What you are asked to do:
Copy the lines exactly. Begin at the first line of the data and stop after the line with "of every candidate".

Data entries
::::::::::

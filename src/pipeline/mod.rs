//! DedupPipeline: runs one (entity, reference) message through the
//! deduplication flow
//!
//! Steps, per message:
//! 1. Exclusion filter (discarded references stop here)
//! 2. Contributor defaulting and last-name computation
//! 3. Each strategy, in order: load the reference, then query candidates
//! 4. Trivial-duplicate classification of every candidate
//! 5. Aggregation of the remaining candidates per target
//! 6. Report state update, comparison records, report dump
//!
//! A failing strategy is logged and skipped; the message carries on with
//! the others.

mod message;
mod session;

pub use message::{InboundMessage, ReferenceEvent};
pub use session::{DedupSession, SharedBuilder};

use crate::config::DedupConfig;
use crate::dedup::{
    CandidateAggregator, ExclusionFilter, PairExclusions, PairRuleError, TrivialDuplicateClassifier,
};
use crate::model::{Contribution, Contributor, Entity, EntityError, Reference, SimilarityResult};
use crate::report::{ordered_pair, IdPair};
use crate::sink::{ComparisonSink, SinkError};
use crate::strategy::SimilarityStrategy;
use std::path::PathBuf;
use std::sync::Arc;
use thiserror::Error;
use tracing::{debug, info, warn};

#[derive(Debug, Error)]
pub enum PipelineError {
    #[error("malformed message: {0}")]
    Malformed(#[from] serde_json::Error),
    #[error(transparent)]
    Entity(#[from] EntityError),
    #[error(transparent)]
    Sink(#[from] SinkError),
    #[error(transparent)]
    PairRule(#[from] PairRuleError),
}

pub type PipelineResult<T> = Result<T, PipelineError>;

/// What processing one message produced
#[derive(Debug, Clone)]
pub struct ProcessedMessage {
    pub main_entity_id: String,
    /// The reference as stored, after contributor defaulting
    pub reference: Reference,
    /// Pairs classified as trivial duplicates by this message
    pub trivial_pairs: Vec<IdPair>,
    /// Merged potential duplicates, ordered by target
    pub potential: Vec<SimilarityResult>,
}

#[derive(Debug, Clone)]
pub enum MessageOutcome {
    /// The exclusion filter dropped the reference
    Discarded { rule: String },
    Processed(ProcessedMessage),
}

pub struct DedupPipeline {
    session: DedupSession,
    strategies: Vec<Arc<dyn SimilarityStrategy>>,
    exclusion_filter: ExclusionFilter,
    pair_exclusions: PairExclusions,
    classifier: TrivialDuplicateClassifier,
    comparison_sink: Option<Arc<dyn ComparisonSink>>,
    report_dir: Option<PathBuf>,
}

impl Default for DedupPipeline {
    fn default() -> Self {
        Self::new()
    }
}

impl DedupPipeline {
    /// A pipeline with the default exclusion filter, no strategies, no pair
    /// exclusions and no outputs.
    pub fn new() -> Self {
        Self {
            session: DedupSession::new(),
            strategies: Vec::new(),
            exclusion_filter: ExclusionFilter::default(),
            pair_exclusions: PairExclusions::none(),
            classifier: TrivialDuplicateClassifier::new(),
            comparison_sink: None,
            report_dir: None,
        }
    }

    /// Pair exclusions and report directory taken from `config`.
    pub fn from_config(config: &DedupConfig) -> PipelineResult<Self> {
        Ok(Self::new()
            .with_pair_exclusions(PairExclusions::from_names(&config.pair_exclusions)?)
            .with_report_dir(config.report_dir.clone()))
    }

    /// Append a strategy; strategies run in registration order.
    pub fn with_strategy(mut self, strategy: Arc<dyn SimilarityStrategy>) -> Self {
        self.strategies.push(strategy);
        self
    }

    pub fn with_exclusion_filter(mut self, filter: ExclusionFilter) -> Self {
        self.exclusion_filter = filter;
        self
    }

    pub fn with_pair_exclusions(mut self, exclusions: PairExclusions) -> Self {
        self.pair_exclusions = exclusions;
        self
    }

    pub fn with_comparison_sink(mut self, sink: Arc<dyn ComparisonSink>) -> Self {
        self.comparison_sink = Some(sink);
        self
    }

    /// Dump the entity's report here after every processed message.
    pub fn with_report_dir(mut self, directory: impl Into<PathBuf>) -> Self {
        self.report_dir = Some(directory.into());
        self
    }

    pub fn session(&self) -> &DedupSession {
        &self.session
    }

    pub fn strategy_names(&self) -> Vec<&str> {
        self.strategies.iter().map(|s| s.name()).collect()
    }

    /// Parse a raw message body and process it.
    pub async fn handle_message(&self, body: &[u8]) -> PipelineResult<MessageOutcome> {
        let (entity, reference) = InboundMessage::parse(body)?.into_parts();
        self.process(entity, reference).await
    }

    pub async fn process(&self, entity: Entity, mut reference: Reference) -> PipelineResult<MessageOutcome> {
        let identifier = reference.unique_identifier();
        if let Some(rule) = self.exclusion_filter.matching_rule(&reference) {
            info!(reference = %identifier, rule, "reference discarded");
            return Ok(MessageOutcome::Discarded {
                rule: rule.to_string(),
            });
        }

        let shared = self.session.builder_for(&entity)?;
        default_contributor(&entity, &mut reference);
        reference.compute_last_names();

        let mut builder = shared.lock().await;
        builder.add_reference(&reference);

        let raw = self.collect_candidates(&entity, &reference).await;

        let mut trivial_pairs = Vec::new();
        let mut remaining = Vec::new();
        for result in raw {
            builder.add_reference(&result.reference2);
            let target = result.target_key();
            if target != identifier && self.classifier.is_duplicate(&result.reference1, &result.reference2) {
                debug!(source = %identifier, target = %target, "trivial duplicate");
                builder.add_trivial_duplicate(&result.reference1, &result.reference2);
                trivial_pairs.push(ordered_pair(identifier.clone(), target));
            } else {
                remaining.push(result);
            }
        }
        trivial_pairs.sort();
        trivial_pairs.dedup();

        let merged = CandidateAggregator::new(&self.pair_exclusions, builder.get_trivial_duplicates())
            .aggregate(remaining);
        let potential: Vec<SimilarityResult> = merged.into_values().collect();
        for result in &potential {
            builder.add_potential_duplicate(&result.reference1, &result.reference2);
        }

        if let Some(sink) = &self.comparison_sink {
            for result in &potential {
                sink.emit(&entity, result).await?;
            }
        }
        if let Some(directory) = &self.report_dir {
            builder.dump_report(directory)?;
        }

        info!(
            entity = %builder.main_entity_id(),
            reference = %identifier,
            trivial = trivial_pairs.len(),
            potential = potential.len(),
            "reference processed"
        );

        Ok(MessageOutcome::Processed(ProcessedMessage {
            main_entity_id: builder.main_entity_id().to_string(),
            reference,
            trivial_pairs,
            potential,
        }))
    }

    /// Run every strategy in order, isolating failures.
    async fn collect_candidates(&self, entity: &Entity, reference: &Reference) -> Vec<SimilarityResult> {
        let mut raw = Vec::new();
        for strategy in &self.strategies {
            if let Err(err) = strategy.load_reference(entity, reference).await {
                warn!(strategy = strategy.name(), error = %err, "load failed");
            }
            match strategy.get_similar_references(entity, reference).await {
                Ok(candidates) => raw.extend(candidates),
                Err(err) => warn!(strategy = strategy.name(), error = %err, "query failed, skipping strategy"),
            }
        }
        raw
    }
}

/// A reference without contributions is attributed to the entity itself.
fn default_contributor(entity: &Entity, reference: &mut Reference) {
    if !reference.contributions.is_empty() {
        return;
    }
    let Some(first) = entity.identifiers.first() else {
        return;
    };
    reference.contributions.push(Contribution {
        rank: Some(0),
        contributor: Contributor::new(first.id_type.clone(), entity.name.clone())
            .with_source_identifier(first.value.clone()),
        role: "Author".to_string(),
    });
}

::::::::::

Exercise response:
filename src/pipeline/mod.rs
//! DedupPipeline: runs one (entity, reference) message through the
//! deduplication flow
//!
//! Steps, per message:
//! 1. Exclusion filter (discarded references stop here)
//! 2. Contributor defaulting and last-name computation
//! 3. Each strategy, in order: load the reference, then query candidates
//! 4. Trivial-duplicate classification of every candidate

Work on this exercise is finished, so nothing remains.